Nada menos que três projetos de reforma tributária foram apresentados ao Congresso no governo anterior. Nenhum deles teve andamento, simplesmente porque nada se fez para isso. Não tinha o Executivo qualquer interesse no assunto. Não por acaso, todos foram apresentados no fim de fevereiro ou no começo de março, logo após o Carnaval, assim demonstrando que se tratava apenas de uma fantasia.
Ninguém ignora a necessidade urgente de uma reforma digna desse nome. Há que se reduzir a carga tributária, diminuir a burocracia e garantir uma razoável estabilidade do sistema. Não temos mais como suportar o constante aumento de arrecadação sem que o PIB não cresça acima do mesmo volume.

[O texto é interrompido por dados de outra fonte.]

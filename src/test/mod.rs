mod dispatch;
use bytes::{Buf, BytesMut};
use thiserror::Error;

#[derive(Debug, Error)]
pub enum RespError {
    #[error("incomplete frame")]
    Incomplete,
    #[error("invalid frame: {0}")]
    Invalid(String),
}

pub type Result<T> = std::result::Result<T, RespError>;

/// One decoded RESP3 value. `Push` marks an unsolicited server message;
/// everything else is a reply to the oldest pending command.
#[derive(Debug, Clone, PartialEq)]
pub enum RespValue {
    Null,
    Boolean(bool),
    Integer(i64),
    Double(f64),
    Text(String),
    Error(String),
    Array(Vec<RespValue>),
    Map(Vec<(RespValue, RespValue)>),
    Push(Vec<RespValue>),
}

impl RespValue {
    pub fn as_text(&self) -> Option<&str> {
        match self {
            RespValue::Text(text) => Some(text),
            _ => None,
        }
    }

    pub fn as_integer(&self) -> Option<i64> {
        match self {
            RespValue::Integer(value) => Some(*value),
            _ => None,
        }
    }

    /// Looks up a key in a map value by its text representation.
    pub fn map_get(&self, key: &str) -> Option<&RespValue> {
        match self {
            RespValue::Map(pairs) => pairs
                .iter()
                .find(|(k, _)| k.as_text() == Some(key))
                .map(|(_, v)| v),
            _ => None,
        }
    }
}

/// Serializes a command and its arguments as a RESP array of bulk strings.
///
/// Callers pre-stringify numbers and booleans; the wire format is
/// string-only and length prefixes make it binary safe without escaping.
pub fn encode_command<S: AsRef<str>>(command: &str, parameters: &[S]) -> Vec<u8> {
    let mut buffer = Vec::with_capacity(64);
    buffer.push(b'*');
    write_decimal(1 + parameters.len() as i64, &mut buffer);
    buffer.extend_from_slice(b"\r\n");
    write_bulk(command.as_bytes(), &mut buffer);
    for parameter in parameters {
        write_bulk(parameter.as_ref().as_bytes(), &mut buffer);
    }
    buffer
}

fn write_bulk(bytes: &[u8], buffer: &mut Vec<u8>) {
    buffer.push(b'$');
    write_decimal(bytes.len() as i64, buffer);
    buffer.extend_from_slice(b"\r\n");
    buffer.extend_from_slice(bytes);
    buffer.extend_from_slice(b"\r\n");
}

fn write_decimal(value: i64, buffer: &mut Vec<u8>) {
    buffer.extend_from_slice(value.to_string().as_bytes());
}

pub struct RespCodec;

impl RespCodec {
    /// Decodes one complete top-level value from the front of `buffer`,
    /// consuming exactly the bytes it spans. Returns `Ok(None)` when the
    /// buffer does not yet hold a complete frame.
    pub fn decode(buffer: &mut BytesMut) -> Result<Option<RespValue>> {
        let data = buffer.as_ref();
        if data.is_empty() {
            return Ok(None);
        }
        let mut parser = Parser::new(data);
        match parser.parse_value()? {
            Some(value) => {
                let consumed = parser.position();
                buffer.advance(consumed);
                Ok(Some(value))
            }
            None => Ok(None),
        }
    }
}

/// Accumulates incoming socket bytes and decodes RESP values as they
/// complete. Left-over bytes from a partial frame are retained for the
/// next read; one read may also carry several pipelined frames.
#[derive(Debug)]
pub struct MessageBuffer {
    buffer: BytesMut,
    max_capacity: usize,
}

impl Default for MessageBuffer {
    fn default() -> Self {
        Self::new()
    }
}

impl MessageBuffer {
    pub fn new() -> Self {
        Self::with_capacity(8 * 1024)
    }

    pub fn with_capacity(capacity: usize) -> Self {
        Self {
            buffer: BytesMut::with_capacity(capacity),
            max_capacity: capacity,
        }
    }

    pub fn add_data(&mut self, data: &[u8]) {
        self.buffer.extend_from_slice(data);

        // Recompact once a large frame has inflated the allocation, so
        // capacity does not ratchet up for the connection's lifetime.
        if self.buffer.capacity() > self.max_capacity * 4 {
            let mut new_buffer = BytesMut::with_capacity(self.max_capacity);
            new_buffer.extend_from_slice(&self.buffer);
            self.buffer = new_buffer;
        }
    }

    pub fn try_decode(&mut self) -> Result<Option<RespValue>> {
        RespCodec::decode(&mut self.buffer)
    }

    pub fn len(&self) -> usize {
        self.buffer.len()
    }

    pub fn capacity(&self) -> usize {
        self.buffer.capacity()
    }

    pub fn is_empty(&self) -> bool {
        self.buffer.is_empty()
    }
}

/// Recursive-descent parser over a borrowed byte slice with an explicit
/// cursor. One instance lives for exactly one decode invocation; nested
/// aggregates advance the same cursor so each value consumes exactly its
/// own byte span.
struct Parser<'a> {
    data: &'a [u8],
    pos: usize,
}

impl<'a> Parser<'a> {
    fn new(data: &'a [u8]) -> Self {
        Self { data, pos: 0 }
    }

    fn position(&self) -> usize {
        self.pos
    }

    fn parse_value(&mut self) -> Result<Option<RespValue>> {
        if self.pos >= self.data.len() {
            return Ok(None);
        }
        let prefix = self.data[self.pos];
        match prefix {
            b'$' => self.parse_bulk(false),
            b'!' => self.parse_bulk(true),
            b'+' => self.parse_simple(false),
            b'-' => self.parse_simple(true),
            b':' => self.parse_integer(),
            b',' => self.parse_double(),
            b'#' => self.parse_boolean(),
            b'_' => self.parse_null(),
            b'%' => self.parse_map(),
            b'*' => self.parse_aggregate(RespValue::Array),
            // Sets keep wire order; no deduplication.
            b'~' => self.parse_aggregate(RespValue::Array),
            b'>' => self.parse_aggregate(RespValue::Push),
            other => Err(RespError::Invalid(format!(
                "unknown type prefix: 0x{:02x} '{}'",
                other, other as char
            ))),
        }
    }

    fn parse_bulk(&mut self, as_error: bool) -> Result<Option<RespValue>> {
        let start = self.pos;
        self.pos += 1;
        let len = match self.read_decimal_line()? {
            Some(value) => value,
            None => {
                self.pos = start;
                return Ok(None);
            }
        };
        if len < 0 {
            return Ok(Some(RespValue::Null));
        }
        let len = len as usize;
        if self.pos + len > self.data.len() {
            self.pos = start;
            return Ok(None);
        }
        let slice = &self.data[self.pos..self.pos + len];
        self.pos += len;
        if !self.consume_terminator()? {
            self.pos = start;
            return Ok(None);
        }
        let text = std::str::from_utf8(slice)
            .map_err(|_| RespError::Invalid("bulk string not UTF-8".to_string()))?
            .to_string();
        Ok(Some(if as_error {
            RespValue::Error(text)
        } else {
            RespValue::Text(text)
        }))
    }

    fn parse_simple(&mut self, as_error: bool) -> Result<Option<RespValue>> {
        let start = self.pos;
        self.pos += 1;
        let line = match self.read_line()? {
            Some(line) => line,
            None => {
                self.pos = start;
                return Ok(None);
            }
        };
        let text = String::from_utf8(line.to_vec())
            .map_err(|_| RespError::Invalid("simple string not UTF-8".to_string()))?;
        Ok(Some(if as_error {
            RespValue::Error(text)
        } else {
            RespValue::Text(text)
        }))
    }

    fn parse_integer(&mut self) -> Result<Option<RespValue>> {
        let start = self.pos;
        self.pos += 1;
        match self.read_decimal_line()? {
            Some(value) => Ok(Some(RespValue::Integer(value))),
            None => {
                self.pos = start;
                Ok(None)
            }
        }
    }

    fn parse_double(&mut self) -> Result<Option<RespValue>> {
        let start = self.pos;
        self.pos += 1;
        let line = match self.read_line()? {
            Some(line) => line,
            None => {
                self.pos = start;
                return Ok(None);
            }
        };
        let text = std::str::from_utf8(line)
            .map_err(|_| RespError::Invalid("double not UTF-8".to_string()))?;
        let value = text
            .parse::<f64>()
            .map_err(|_| RespError::Invalid(format!("invalid double: {}", text)))?;
        Ok(Some(RespValue::Double(value)))
    }

    fn parse_boolean(&mut self) -> Result<Option<RespValue>> {
        let start = self.pos;
        self.pos += 1;
        let line = match self.read_line()? {
            Some(line) => line,
            None => {
                self.pos = start;
                return Ok(None);
            }
        };
        match line {
            b"t" => Ok(Some(RespValue::Boolean(true))),
            b"f" => Ok(Some(RespValue::Boolean(false))),
            other => Err(RespError::Invalid(format!(
                "invalid boolean payload: {:?}",
                other
            ))),
        }
    }

    fn parse_null(&mut self) -> Result<Option<RespValue>> {
        let start = self.pos;
        self.pos += 1;
        match self.read_line()? {
            Some(line) if line.is_empty() => Ok(Some(RespValue::Null)),
            Some(_) => Err(RespError::Invalid(
                "null must be '_' followed by CRLF".to_string(),
            )),
            None => {
                self.pos = start;
                Ok(None)
            }
        }
    }

    fn parse_map(&mut self) -> Result<Option<RespValue>> {
        let start = self.pos;
        self.pos += 1;
        let len = match self.read_decimal_line()? {
            Some(value) => value,
            None => {
                self.pos = start;
                return Ok(None);
            }
        };
        if len < 0 {
            return Ok(Some(RespValue::Null));
        }
        let mut pairs = Vec::with_capacity(len as usize);
        for _ in 0..len {
            let key = match self.parse_value()? {
                Some(value) => value,
                None => {
                    self.pos = start;
                    return Ok(None);
                }
            };
            let value = match self.parse_value()? {
                Some(value) => value,
                None => {
                    self.pos = start;
                    return Ok(None);
                }
            };
            pairs.push((key, value));
        }
        Ok(Some(RespValue::Map(pairs)))
    }

    fn parse_aggregate(
        &mut self,
        wrap: fn(Vec<RespValue>) -> RespValue,
    ) -> Result<Option<RespValue>> {
        let start = self.pos;
        self.pos += 1;
        let len = match self.read_decimal_line()? {
            Some(value) => value,
            None => {
                self.pos = start;
                return Ok(None);
            }
        };
        if len < 0 {
            return Ok(Some(RespValue::Null));
        }
        let mut items = Vec::with_capacity(len as usize);
        for _ in 0..len {
            match self.parse_value()? {
                Some(value) => items.push(value),
                None => {
                    self.pos = start;
                    return Ok(None);
                }
            }
        }
        Ok(Some(wrap(items)))
    }

    fn read_decimal_line(&mut self) -> Result<Option<i64>> {
        let line = match self.read_line()? {
            Some(line) => line,
            None => return Ok(None),
        };
        let text = std::str::from_utf8(line)
            .map_err(|_| RespError::Invalid("invalid decimal".to_string()))?;
        text.parse::<i64>()
            .map(Some)
            .map_err(|_| RespError::Invalid(format!("invalid decimal: {}", text)))
    }

    /// Reads up to the next line terminator. Either CR or LF ends a line;
    /// a CRLF pair is consumed as one terminator. A lone CR at the end of
    /// the buffer is not committed, since the LF may still be in flight.
    fn read_line(&mut self) -> Result<Option<&'a [u8]>> {
        let start = self.pos;
        let len = self.data.len();
        let mut idx = start;
        while idx < len {
            match self.data[idx] {
                b'\r' => {
                    if idx + 1 >= len {
                        return Ok(None);
                    }
                    let line = &self.data[start..idx];
                    self.pos = if self.data[idx + 1] == b'\n' {
                        idx + 2
                    } else {
                        idx + 1
                    };
                    return Ok(Some(line));
                }
                b'\n' => {
                    let line = &self.data[start..idx];
                    self.pos = idx + 1;
                    return Ok(Some(line));
                }
                _ => idx += 1,
            }
        }
        Ok(None)
    }

    /// Consumes the terminator after a bulk payload. Returns false when
    /// more bytes are needed.
    fn consume_terminator(&mut self) -> Result<bool> {
        match self.data.get(self.pos) {
            None => Ok(false),
            Some(b'\r') => match self.data.get(self.pos + 1) {
                None => Ok(false),
                Some(b'\n') => {
                    self.pos += 2;
                    Ok(true)
                }
                Some(_) => {
                    self.pos += 1;
                    Ok(true)
                }
            },
            Some(b'\n') => {
                self.pos += 1;
                Ok(true)
            }
            Some(other) => Err(RespError::Invalid(format!(
                "bulk payload not followed by CRLF, got 0x{:02x}",
                other
            ))),
        }
    }
}
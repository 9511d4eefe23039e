use std::future::Future;

use anyhow::Result as AnyhowResult;
use log::error;
use tokio::io::{AsyncReadExt, AsyncWriteExt};
use tokio::net::TcpStream;
use tokio::sync::{mpsc, oneshot};

use crate::dispatch::{ClientEvent, Dispatcher, ReplySender};
use crate::error::ClientError;
use crate::resp::RespValue;

enum ConnectionMessage {
    Send {
        command: String,
        parameters: Vec<String>,
        reply: ReplySender,
    },
    Shutdown,
}

/// Owns the socket and the per-connection dispatcher. Encoding/writing and
/// decoding/dispatch all run inside this single task, so client state is
/// never mutated from two execution contexts.
struct ConnectionHandler {
    stream: TcpStream,
    dispatcher: Dispatcher,
    receiver: mpsc::UnboundedReceiver<ConnectionMessage>,
}

impl ConnectionHandler {
    fn new(
        stream: TcpStream,
        dispatcher: Dispatcher,
        receiver: mpsc::UnboundedReceiver<ConnectionMessage>,
    ) -> Self {
        Self {
            stream,
            dispatcher,
            receiver,
        }
    }

    async fn run(mut self) -> AnyhowResult<()> {
        let hello = self.dispatcher.start_handshake();
        self.write(&hello).await?;

        let mut buffer = [0u8; 8192];
        let mut had_error = false;

        loop {
            tokio::select! {
                result = self.stream.read(&mut buffer) => {
                    match result {
                        Ok(0) => {
                            self.dispatcher.emit(ClientEvent::End);
                            break;
                        }
                        Ok(n) => {
                            if let Err(e) = self.dispatcher.ingest(&buffer[..n]) {
                                self.dispatcher.emit(ClientEvent::Error(e.to_string()));
                                had_error = true;
                                break;
                            }
                        }
                        Err(e) => {
                            self.dispatcher.emit(ClientEvent::Error(e.to_string()));
                            had_error = true;
                            break;
                        }
                    }
                }

                msg = self.receiver.recv() => {
                    match msg {
                        Some(ConnectionMessage::Send { command, parameters, reply }) => {
                            // A gated command yields no bytes; its reply
                            // sender was already rejected.
                            if let Some(bytes) = self.dispatcher.submit(command, parameters, reply) {
                                if let Err(e) = self.write(&bytes).await {
                                    self.dispatcher.emit(ClientEvent::Error(e.to_string()));
                                    had_error = true;
                                    break;
                                }
                            }
                        }
                        Some(ConnectionMessage::Shutdown) | None => {
                            break;
                        }
                    }
                }
            }
        }

        self.dispatcher.fail_all();
        self.dispatcher.emit(ClientEvent::Close { had_error });
        Ok(())
    }

    async fn write(&mut self, bytes: &[u8]) -> std::io::Result<()> {
        self.stream.write_all(bytes).await?;
        self.stream.flush().await
    }
}

/// Handle to one connection. Cloning shares the same connection; separate
/// `connect` calls are fully isolated from each other.
#[derive(Debug, Clone)]
pub struct Client {
    sender: mpsc::UnboundedSender<ConnectionMessage>,
}

/// Opens a TCP connection and spawns its connection task. The returned
/// receiver carries ready/message/pmessage/invalidate/error/end/close
/// notifications; the handshake reply arrives as `ClientEvent::Ready`.
pub async fn connect(
    host: &str,
    port: u16,
) -> Result<(Client, mpsc::UnboundedReceiver<ClientEvent>), ClientError> {
    let stream = TcpStream::connect((host, port)).await?;
    stream.set_nodelay(true)?;

    let (sender, receiver) = mpsc::unbounded_channel();
    let (events_tx, events_rx) = mpsc::unbounded_channel();

    let handler = ConnectionHandler::new(stream, Dispatcher::new(events_tx), receiver);
    tokio::spawn(async move {
        if let Err(e) = handler.run().await {
            error!("connection handler error: {}", e);
        }
    });

    Ok((Client { sender }, events_rx))
}

impl Client {
    /// Issues one command. The command is submitted immediately, so
    /// several `exec` calls may be made without awaiting earlier results;
    /// their futures resolve in exactly the order the calls were made
    /// (the peer replies in request order). Push messages interleaving
    /// with the replies do not disturb that correlation.
    pub fn exec(
        &self,
        command: &str,
        parameters: &[&str],
    ) -> impl Future<Output = Result<RespValue, ClientError>> {
        let (reply, receiver) = oneshot::channel();
        let submitted = self
            .sender
            .send(ConnectionMessage::Send {
                command: command.to_string(),
                parameters: parameters.iter().map(|s| s.to_string()).collect(),
                reply,
            })
            .is_ok();

        async move {
            if !submitted {
                return Err(ClientError::ConnectionClosed);
            }
            match receiver.await {
                Ok(result) => result,
                Err(_) => Err(ClientError::ConnectionClosed),
            }
        }
    }

    /// Tears the connection down. All outstanding commands are rejected
    /// with `ClientError::ConnectionClosed`.
    pub fn close(&self) {
        let _ = self.sender.send(ConnectionMessage::Shutdown);
    }
}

No quadro atual, em que a carga de tributos supera o aumento do PIB, isso significa apenas que a sociedade está cada vez mais onerada, mais pobre, enquanto o poder público gasta além do que arrecada.
A absurda e insuportável burocracia , que obriga o empresário a dar informações já contidas em dados anteriormente encaminhados — como o caso das declarações que se encontram em notas fiscais eletrônicas — e exige inscrições fiscais já existentes em diversos outros órgãos, o preenchimento de guias desnecessárias que, como as jabuticabas, só existem no Brasil, precisa urgentemente ser reduzida. Tal maluquice apenas onera os custos das empresas e, não raras vezes, estimula a corrupção.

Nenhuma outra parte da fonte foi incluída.